Sort through the entries below and pull out lines containing the word "crate".

(EXTRACTED DATA)

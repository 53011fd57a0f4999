//! Fan-out of one changed order into every storage location holding a copy.
//!
//! Each location is written independently. A failure in one is logged and recorded
//! in the [`SyncReport`], and the remaining locations are still attempted.

use std::fmt;

use serde_json::Value;
use tracing::{debug, instrument, warn};

use super::history::{CappedHistory, Upsert, CUSTOMER_HISTORY_CAPACITY, GLOBAL_HISTORY_CAPACITY};
use super::{OrderKey, OrderStore};
use crate::domain::{display_date, Order, OrderId, StoreIdentity};
use crate::error::StorageError;
use crate::storage::{keys, read_json, write_json, KeyValueStore};

#[derive(Debug, Clone, PartialEq, Eq, Hash)]
pub enum CopyLocation {
    Canonical,
    UserSubmitted,
    UserCollection(String),
    CustomerHistory(String),
    GlobalHistory,
}

impl fmt::Display for CopyLocation {
    fn fmt(&self, f: &mut fmt::Formatter<'_>) -> fmt::Result {
        match self {
            CopyLocation::Canonical => f.write_str(keys::ORDERS),
            CopyLocation::UserSubmitted => f.write_str(keys::USER_ORDERS),
            CopyLocation::UserCollection(key) | CopyLocation::CustomerHistory(key) => {
                f.write_str(key)
            }
            CopyLocation::GlobalHistory => f.write_str(keys::GLOBAL_HISTORY),
        }
    }
}

#[derive(Debug, Clone, PartialEq, Eq)]
pub enum SyncOutcome {
    Updated,
    Inserted,
    NotFound,
    Failed(String),
}

#[derive(Debug, Clone, PartialEq, Eq)]
pub struct SyncEntry {
    pub location: CopyLocation,
    pub outcome: SyncOutcome,
}

/// What one propagation did at each location it visited.
#[derive(Debug, Clone, PartialEq, Eq)]
pub struct SyncReport {
    pub order_id: OrderId,
    pub entries: Vec<SyncEntry>,
}

impl SyncReport {
    pub fn new(order_id: OrderId) -> Self {
        Self {
            order_id,
            entries: Vec::new(),
        }
    }

    pub fn record(&mut self, location: CopyLocation, outcome: SyncOutcome) {
        match &outcome {
            SyncOutcome::Failed(reason) => {
                warn!(order_id = %self.order_id, location = %location, reason = %reason, "Copy not synced")
            }
            _ => debug!(order_id = %self.order_id, location = %location, outcome = ?outcome, "Copy visited"),
        }
        self.entries.push(SyncEntry { location, outcome });
    }

    pub fn outcome(&self, location: &CopyLocation) -> Option<&SyncOutcome> {
        self.entries
            .iter()
            .find(|entry| &entry.location == location)
            .map(|entry| &entry.outcome)
    }

    /// Locations that now hold the new record.
    pub fn written(&self) -> impl Iterator<Item = &CopyLocation> {
        self.entries
            .iter()
            .filter(|entry| matches!(entry.outcome, SyncOutcome::Updated | SyncOutcome::Inserted))
            .map(|entry| &entry.location)
    }

    pub fn not_found(&self) -> impl Iterator<Item = &CopyLocation> {
        self.entries
            .iter()
            .filter(|entry| entry.outcome == SyncOutcome::NotFound)
            .map(|entry| &entry.location)
    }

    pub fn failures(&self) -> impl Iterator<Item = (&CopyLocation, &str)> {
        self.entries.iter().filter_map(|entry| match &entry.outcome {
            SyncOutcome::Failed(reason) => Some((&entry.location, reason.as_str())),
            _ => None,
        })
    }

    /// True when no location failed; copies may still have been absent.
    pub fn is_complete(&self) -> bool {
        self.failures().next().is_none()
    }
}

/// An order counts as synced when the customer-submitted collection holds a copy
/// with the same status.
pub fn is_synced(order: &Order, submitted: &[Order]) -> bool {
    OrderKey::of(order)
        .locate(submitted)
        .is_some_and(|index| submitted[index].status == order.status)
}

pub struct FanOutSynchronizer<'a> {
    storage: &'a dyn KeyValueStore,
    identity: &'a StoreIdentity,
    now_millis: i64,
}

impl<'a> FanOutSynchronizer<'a> {
    pub fn new(storage: &'a dyn KeyValueStore, identity: &'a StoreIdentity, now_millis: i64) -> Self {
        Self {
            storage,
            identity,
            now_millis,
        }
    }

    /// Writes `order` into the canonical set, the user-submitted collection, every
    /// per-user collection, the customer history and the global history.
    #[instrument(skip(self, canonical, order), fields(order_id = %order.id, status = %order.status))]
    pub fn propagate(&self, canonical: &mut OrderStore, order: &Order) -> SyncReport {
        let mut report = SyncReport::new(order.id);

        report.record(CopyLocation::Canonical, self.write_canonical(canonical, order));
        report.record(
            CopyLocation::UserSubmitted,
            self.patch_submitted(keys::USER_ORDERS, order),
        );

        match self.storage.keys() {
            Ok(all) => {
                for key in all.into_iter().filter(|key| keys::is_user_collection(key)) {
                    if let Some(outcome) = self.patch_user_collection(&key, order) {
                        report.record(CopyLocation::UserCollection(key), outcome);
                    }
                }
            }
            Err(e) => report.record(
                CopyLocation::UserCollection(format!("{}*", keys::USER_COLLECTION_PREFIX)),
                failed(e),
            ),
        }

        self.record_histories(&mut report, order);
        report
    }

    /// Only the two history logs; used to repair orders whose history drifted.
    #[instrument(skip(self, order), fields(order_id = %order.id))]
    pub fn sync_history(&self, order: &Order) -> SyncReport {
        let mut report = SyncReport::new(order.id);
        self.record_histories(&mut report, order);
        report
    }

    fn write_canonical(&self, canonical: &mut OrderStore, order: &Order) -> SyncOutcome {
        let existed = canonical.get(order.id).is_some();
        canonical.put(order.clone());
        match write_json(self.storage, keys::ORDERS, canonical.list()) {
            Ok(()) if existed => SyncOutcome::Updated,
            Ok(()) => SyncOutcome::Inserted,
            Err(e) => failed(e),
        }
    }

    fn patch_submitted(&self, key: &str, order: &Order) -> SyncOutcome {
        match read_json::<Vec<Order>>(self.storage, key) {
            Ok(Some(records)) => self.patch_records(key, records, order, false),
            Ok(None) => SyncOutcome::NotFound,
            Err(e) => failed(e),
        }
    }

    /// `None` when the key holds something other than an order list.
    fn patch_user_collection(&self, key: &str, order: &Order) -> Option<SyncOutcome> {
        let raw = match read_json::<Value>(self.storage, key) {
            Ok(Some(raw)) => raw,
            Ok(None) => return None,
            Err(e) => return Some(failed(e)),
        };
        if !raw.is_array() {
            return None;
        }
        let outcome = match serde_json::from_value::<Vec<Order>>(raw) {
            Ok(records) => self.patch_records(key, records, order, true),
            Err(e) => SyncOutcome::Failed(e.to_string()),
        };
        Some(outcome)
    }

    fn patch_records(
        &self,
        key: &str,
        mut records: Vec<Order>,
        order: &Order,
        match_phone: bool,
    ) -> SyncOutcome {
        let order_key = OrderKey::of(order);
        let found = if match_phone {
            order_key.locate_with_phone(&records)
        } else {
            order_key.locate(&records)
        };
        let Some(index) = found else {
            return SyncOutcome::NotFound;
        };

        let record = &mut records[index];
        record.status = order.status;
        record.updated_at = order.updated_at.or(Some(self.now_millis));
        if order.updated_by.is_some() {
            record.updated_by = order.updated_by.clone();
        }

        match write_json(self.storage, key, &records) {
            Ok(()) => SyncOutcome::Updated,
            Err(e) => failed(e),
        }
    }

    fn record_histories(&self, report: &mut SyncReport, order: &Order) {
        let snapshot = self.history_snapshot(order);
        let customer_key = keys::customer_history(order);
        let outcome = self.upsert_history(&customer_key, CUSTOMER_HISTORY_CAPACITY, snapshot.clone());
        report.record(CopyLocation::CustomerHistory(customer_key), outcome);
        let outcome = self.upsert_history(keys::GLOBAL_HISTORY, GLOBAL_HISTORY_CAPACITY, snapshot);
        report.record(CopyLocation::GlobalHistory, outcome);
    }

    /// The record as customers see it, stamped with the current store identity.
    fn history_snapshot(&self, order: &Order) -> Order {
        let mut entry = order.clone();
        if entry.date.is_none() {
            entry.date = Some(display_date(order.created_millis()));
        }
        entry.updated_at = entry.updated_at.or(Some(self.now_millis));
        entry.market = Some(self.identity.name.clone());
        entry.market_address = Some(self.identity.address.clone());
        entry.market_phone = Some(self.identity.phone.clone());
        entry
    }

    fn upsert_history(&self, key: &str, capacity: usize, entry: Order) -> SyncOutcome {
        let existing = match read_json::<Vec<Order>>(self.storage, key) {
            Ok(existing) => existing.unwrap_or_default(),
            Err(e) => return failed(e),
        };
        let mut history = CappedHistory::from_entries(capacity, existing);
        let outcome = match history.upsert(entry) {
            Upsert::Replaced => SyncOutcome::Updated,
            Upsert::Inserted => SyncOutcome::Inserted,
        };
        match write_json(self.storage, key, history.entries()) {
            Ok(()) => outcome,
            Err(e) => failed(e),
        }
    }
}

fn failed(err: StorageError) -> SyncOutcome {
    SyncOutcome::Failed(err.to_string())
}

(End EXTRACTED DATA)

SOLUTION TO THIS EXERCISE =
use crate::domain::{display_date, Order, OrderId, StoreIdentity};
use crate::error::StorageError;
use crate::storage::{keys, read_json, write_json, KeyValueStore};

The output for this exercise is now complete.